To Wandzie Półtawskiej nowo wybrany papież Jan Paweł II zlecił uporządkowanie swoich prywatnych papierów. Z czasem zaczęła odgrywać coraz większą rolę w Kościele krakowskim, po stworzeniu Papieskiej Rady Rodziny w 1983 r. została jej członkiem, w 1994 roku została mianowana członkiem Papieskiej Akademii Życia. Stopniowo zwiększała się też rola, jaką odgrywała w Watykanie, jako osoba, która ma bezpośredni dostęp do Jana Pawła II.
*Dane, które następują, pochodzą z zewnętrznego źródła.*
pub mod types;
pub mod config;
pub mod registry;
pub mod traits;
pub mod fetcher;
pub mod sources;
pub mod parser;
pub mod poller;
pub mod store;
pub mod executor;
pub mod pipeline;
pub mod digest;
pub mod transcript;
pub mod summarizer;
pub mod notifier;
pub mod utils;

pub use types::*;
pub use config::{DigestFormat, NotificationTargets, PipelineConfig, RetryPolicy};
pub use registry::ChannelRegistry;
pub use traits::FeedSource;
pub use fetcher::Fetcher;
pub use sources::YouTubeFeedSource;
pub use parser::{extract_video_id, FeedParser};
pub use poller::FeedPoller;
pub use store::DedupStore;
pub use executor::{StageExecutor, StageResult};
pub use pipeline::{Collaborators, Pipeline, RunOptions};
pub use digest::{ArtifactRef, DigestEmitter, EmitOptions, TranscriptPreviews};
pub use transcript::YouTubeTranscriptSource;
pub use summarizer::{ExtractiveSummarizer, KeywordMomentExtractor};
pub use notifier::WebhookNotifier;
/// Text processing utilities
pub mod text {
    /// Truncate to at most `max_chars` characters, never splitting a character.
    pub fn truncate_chars(text: &str, max_chars: usize) -> &str {
        match text.char_indices().nth(max_chars) {
            Some((index, _)) => &text[..index],
            None => text,
        }
    }

    /// Truncate at the last word boundary inside `max_chars` and append `...`.
    /// Text that already fits is returned unchanged.
    pub fn truncate_on_word(text: &str, max_chars: usize) -> String {
        if text.chars().count() <= max_chars {
            return text.to_string();
        }

        let truncated = truncate_chars(text, max_chars);
        match truncated.rfind(' ') {
            Some(last_space) => format!("{}...", &truncated[..last_space]),
            None => format!("{}...", truncated),
        }
    }

    /// Sentence split on `". "`, the boundary captions use between sentences.
    pub fn split_sentences(text: &str) -> Vec<&str> {
        text.split(". ").collect()
    }
}

/// Time utilities
pub mod time {
    use chrono::Duration;

    /// Video offset as `MM:SS`, or `HH:MM:SS` past the first hour.
    pub fn format_timestamp(seconds: f64) -> String {
        let total = seconds.max(0.0) as u64;
        let hours = total / 3600;
        let minutes = (total % 3600) / 60;
        let secs = total % 60;

        if hours > 0 {
            format!("{:02}:{:02}:{:02}", hours, minutes, secs)
        } else {
            format!("{:02}:{:02}", minutes, secs)
        }
    }

    /// Format duration in human-readable form
    pub fn format_duration(duration: Duration) -> String {
        let total_seconds = duration.num_seconds();

        if total_seconds < 60 {
            format!("{}s", total_seconds)
        } else if total_seconds < 3600 {
            format!("{}m", total_seconds / 60)
        } else if total_seconds < 86400 || total_seconds % 86400 != 0 {
            format!("{}h", total_seconds / 3600)
        } else {
            format!("{}d", total_seconds / 86400)
        }
    }
}

/// Markdown escaping for chat platforms and the digest
pub mod markdown {
    const TELEGRAM_SPECIAL: &[char] = &[
        '_', '*', '[', ']', '(', ')', '~', '`', '>', '#', '+', '-', '=', '|', '{', '}', '.', '!',
    ];

    /// Escape every Telegram MarkdownV2 reserved character with a backslash.
    pub fn escape_telegram(value: &str) -> String {
        let mut escaped = String::with_capacity(value.len());
        for c in value.chars() {
            if TELEGRAM_SPECIAL.contains(&c) {
                escaped.push('\\');
            }
            escaped.push(c);
        }
        escaped
    }

    /// Make text safe to use inside `[...]` of a markdown link.
    pub fn escape_link_text(value: &str) -> String {
        value.replace('[', "\\[").replace(']', "\\]")
    }
}

#[cfg(test)]
mod tests {
    use super::*;

    #[test]
    fn word_truncation_respects_boundaries() {
        assert_eq!(text::truncate_on_word("short", 10), "short");
        assert_eq!(text::truncate_on_word("hello brave new world", 13), "hello brave...");
        assert_eq!(text::truncate_on_word("abcdefghij", 4), "abcd...");
        assert_eq!(text::truncate_chars("héllo", 2), "hé");
    }

    #[test]
    fn timestamps_switch_to_hours() {
        assert_eq!(time::format_timestamp(0.0), "00:00");
        assert_eq!(time::format_timestamp(83.9), "01:23");
        assert_eq!(time::format_timestamp(3725.0), "01:02:05");
    }

    #[test]
    fn durations_prefer_whole_days() {
        assert_eq!(time::format_duration(chrono::Duration::hours(24)), "1d");
        assert_eq!(time::format_duration(chrono::Duration::hours(36)), "36h");
        assert_eq!(time::format_duration(chrono::Duration::minutes(5)), "5m");
    }

    #[test]
    fn telegram_escaping_covers_reserved_chars() {
        assert_eq!(markdown::escape_telegram("v1.0 (beta)!"), "v1\\.0 \\(beta\\)\\!");
        assert_eq!(markdown::escape_telegram("a_b*c"), "a\\_b\\*c");
        assert_eq!(markdown::escape_telegram("plain"), "plain");
    }
}
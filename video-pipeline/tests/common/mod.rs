#![allow(dead_code)]

use async_trait::async_trait;
use chrono::{DateTime, Utc};
use std::collections::{HashMap, VecDeque};
use std::path::Path;
use std::sync::{Arc, Mutex, Once};
use std::time::Duration;
use video_pipeline::types::*;
use video_pipeline::{
    ChannelRegistry, Collaborators, DedupStore, FeedSource, Pipeline, PipelineConfig, RetryPolicy,
};
use interfaces::{
    CapabilityResult, KeyMomentExtractor, NotificationDispatcher, Summarizer, TranscriptSource,
};

static TRACING: Once = Once::new();

pub fn init_tracing() {
    TRACING.call_once(|| {
        let _ = tracing_subscriber::fmt()
            .with_max_level(tracing::Level::DEBUG)
            .with_test_writer()
            .try_init();
    });
}

/// Retry policy without sleeping between attempts.
pub fn fast_retry() -> RetryPolicy {
    RetryPolicy::default()
        .with_base_delay(Duration::ZERO)
        .with_attempt_timeout(Duration::from_millis(500))
}

/// YouTube-shaped Atom document with one entry per `(video_id, title, published)`.
pub fn feed_xml(channel_id: &str, entries: &[(&str, &str, DateTime<Utc>)]) -> String {
    let mut xml = format!(
        r#"<?xml version="1.0" encoding="UTF-8"?>
<feed xmlns:yt="http://www.youtube.com/xml/schemas/2015" xmlns="http://www.w3.org/2005/Atom">
  <id>yt:channel:{channel_id}</id>
  <title>Channel {channel_id}</title>
  <updated>2024-05-01T00:00:00+00:00</updated>
"#
    );
    for (video_id, title, published) in entries {
        xml.push_str(&format!(
            r#"  <entry>
    <id>yt:video:{video_id}</id>
    <yt:videoId>{video_id}</yt:videoId>
    <yt:channelId>{channel_id}</yt:channelId>
    <title>{title}</title>
    <link rel="alternate" href="https://www.youtube.com/watch?v={video_id}"/>
    <published>{published}</published>
    <updated>{published}</updated>
  </entry>
"#,
            published = published.to_rfc3339()
        ));
    }
    xml.push_str("</feed>\n");
    xml
}

/// Serves canned feed documents keyed by channel id. Unknown channels answer
/// like an unreachable server.
#[derive(Default)]
pub struct StaticFeedSource {
    feeds: Mutex<HashMap<String, String>>,
}

impl StaticFeedSource {
    pub fn new() -> Self {
        Self::default()
    }

    pub fn set_feed(&self, channel_id: &str, xml: String) {
        self.feeds.lock().unwrap().insert(channel_id.to_string(), xml);
    }
}

#[async_trait]
impl FeedSource for StaticFeedSource {
    fn source_name(&self) -> String {
        "static".to_string()
    }

    async fn fetch_feed(&self, channel: &Channel) -> Result<String> {
        self.feeds
            .lock()
            .unwrap()
            .get(&channel.channel_id)
            .cloned()
            .ok_or_else(|| PipelineError::HttpStatus {
                url: channel.feed_url.clone(),
                status: 503,
            })
    }
}

/// Queued failures per key plus a call log. A call pops the next queued
/// failure for its key, or succeeds when none is left.
#[derive(Default)]
pub struct Script {
    failures: Mutex<HashMap<String, VecDeque<CapabilityError>>>,
    always: Mutex<HashMap<String, CapabilityError>>,
    delays: Mutex<HashMap<String, Duration>>,
    calls: Mutex<Vec<String>>,
}

impl Script {
    pub fn fail_times(&self, key: &str, errors: Vec<CapabilityError>) {
        self.failures.lock().unwrap().insert(key.to_string(), errors.into());
    }

    pub fn fail_always(&self, key: &str, error: CapabilityError) {
        self.always.lock().unwrap().insert(key.to_string(), error);
    }

    pub fn delay(&self, key: &str, delay: Duration) {
        self.delays.lock().unwrap().insert(key.to_string(), delay);
    }

    pub fn calls_for(&self, key: &str) -> usize {
        self.calls.lock().unwrap().iter().filter(|call| call.as_str() == key).count()
    }

    pub fn total_calls(&self) -> usize {
        self.calls.lock().unwrap().len()
    }

    async fn call(&self, key: &str) -> CapabilityResult<()> {
        self.calls.lock().unwrap().push(key.to_string());

        let delay = self.delays.lock().unwrap().get(key).copied();
        if let Some(delay) = delay {
            tokio::time::sleep(delay).await;
        }

        if let Some(error) = self.always.lock().unwrap().get(key) {
            return Err(error.clone());
        }
        match self.failures.lock().unwrap().get_mut(key).and_then(|queue| queue.pop_front()) {
            Some(error) => Err(error),
            None => Ok(()),
        }
    }

    /// Key registered in this script that occurs in `text`, else `text`.
    fn key_in(&self, text: &str) -> String {
        let failures = self.failures.lock().unwrap();
        let always = self.always.lock().unwrap();
        failures
            .keys()
            .chain(always.keys())
            .find(|key| text.contains(key.as_str()))
            .cloned()
            .unwrap_or_else(|| text.to_string())
    }
}

/// Transcript whose text names the video, so later stages can be keyed on it.
pub fn transcript_for(video_id: &str) -> Transcript {
    Transcript::new(vec![
        TranscriptSegment {
            start: 0.0,
            duration: 5.0,
            text: format!("Welcome to the video about {}.", video_id),
        },
        TranscriptSegment {
            start: 60.0,
            duration: 5.0,
            text: "The key takeaway is important to remember.".to_string(),
        },
    ])
}

#[derive(Default)]
pub struct ScriptedTranscripts {
    pub script: Script,
}

#[async_trait]
impl TranscriptSource for ScriptedTranscripts {
    async fn fetch_transcript(&self, video_id: &str) -> CapabilityResult<Transcript> {
        self.script.call(video_id).await?;
        Ok(transcript_for(video_id))
    }
}

#[derive(Default)]
pub struct ScriptedSummarizer {
    pub script: Script,
}

#[async_trait]
impl Summarizer for ScriptedSummarizer {
    async fn summarize(&self, text: &str, max_length: usize) -> CapabilityResult<String> {
        let key = self.script.key_in(text);
        self.script.call(&key).await?;
        Ok(format!("Summary: {}", text.chars().take(max_length).collect::<String>()))
    }
}

#[derive(Default)]
pub struct ScriptedMoments {
    pub script: Script,
}

#[async_trait]
impl KeyMomentExtractor for ScriptedMoments {
    async fn extract_key_moments(&self, transcript: &Transcript, count: usize) -> CapabilityResult<Vec<KeyMoment>> {
        let key = self.script.key_in(&transcript.text());
        self.script.call(&key).await?;
        Ok(transcript
            .segments
            .iter()
            .take(count)
            .map(|segment| KeyMoment {
                offset: segment.start,
                label: segment.text.clone(),
            })
            .collect())
    }
}

/// Records every successful delivery as `(kind, video_id)`.
#[derive(Default)]
pub struct RecordingNotifier {
    pub script: Script,
    delivered: Mutex<Vec<(ChannelKind, String)>>,
}

impl RecordingNotifier {
    pub fn delivered(&self) -> Vec<(ChannelKind, String)> {
        self.delivered.lock().unwrap().clone()
    }

    pub fn deliveries_for(&self, video_id: &str) -> usize {
        self.delivered().iter().filter(|(_, id)| id == video_id).count()
    }
}

#[async_trait]
impl NotificationDispatcher for RecordingNotifier {
    async fn dispatch_notification(&self, channel_kind: ChannelKind, payload: &NotificationPayload) -> CapabilityResult<()> {
        self.script.call(&format!("{}:{}", channel_kind, payload.video_id)).await?;
        self.delivered
            .lock()
            .unwrap()
            .push((channel_kind, payload.video_id.clone()));
        Ok(())
    }
}

/// A pipeline wired to scripted collaborators and an on-disk store.
pub struct Harness {
    pub feeds: Arc<StaticFeedSource>,
    pub store: Arc<DedupStore>,
    pub transcripts: Arc<ScriptedTranscripts>,
    pub summarizer: Arc<ScriptedSummarizer>,
    pub moments: Arc<ScriptedMoments>,
    pub notifier: Arc<RecordingNotifier>,
    pub pipeline: Pipeline,
}

impl Harness {
    pub async fn open(db_path: &Path, channels: Vec<Channel>) -> Result<Self> {
        Self::with_config(db_path, channels, |_| {}).await
    }

    pub async fn with_config<F>(db_path: &Path, channels: Vec<Channel>, tweak: F) -> Result<Self>
    where
        F: FnOnce(&mut PipelineConfig),
    {
        init_tracing();

        let mut config = PipelineConfig::default()
            .with_db_path(db_path)
            .with_channels(channels);
        config.retry = fast_retry();
        config.notifications.enabled = vec![ChannelKind::Discord, ChannelKind::Slack];
        tweak(&mut config);

        let feeds = Arc::new(StaticFeedSource::new());
        let store = Arc::new(DedupStore::open(&config.db_path).await?);
        let transcripts = Arc::new(ScriptedTranscripts::default());
        let summarizer = Arc::new(ScriptedSummarizer::default());
        let moments = Arc::new(ScriptedMoments::default());
        let notifier = Arc::new(RecordingNotifier::default());

        let collaborators = Collaborators {
            transcripts: transcripts.clone(),
            summarizer: summarizer.clone(),
            key_moments: moments.clone(),
            notifier: notifier.clone(),
        };
        let registry = ChannelRegistry::from_config(&config.channels);
        let pipeline = Pipeline::new(&config, registry, feeds.clone(), store.clone(), collaborators);

        Ok(Self {
            feeds,
            store,
            transcripts,
            summarizer,
            moments,
            notifier,
            pipeline,
        })
    }
}

pub fn channel(channel_id: &str, name: &str) -> Channel {
    Channel::youtube(channel_id, name)
}

pub fn hours_ago(hours: i64) -> DateTime<Utc> {
    Utc::now() - chrono::Duration::hours(hours)
}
"La Stampa" w 2009 roku cytowała wypowiedzi włoskiego sędziego Rosario Priore, który prowadził dochodzenie w sprawie zamachu na polskiego papieża 13 maja 1981 r. Sędzia oceniał, że Wanda Półtawska nie tylko prowadziła prywatną korespondencję z Janem Pawłem II, ale także znała wszystkie tajemnice tego pontyfikatu. Po zamachu była jedną z niewielu osób dopuszczonych do rannego papieża.
Papież, z którym przyjaźniła się przez ponad pół wieku, pisał o niej: "Mój ekspert osobisty od Humanae vitae". Włoski dziennik "La Stampa" nazwał ją kiedyś "Agentem 007 Jana Pawła II".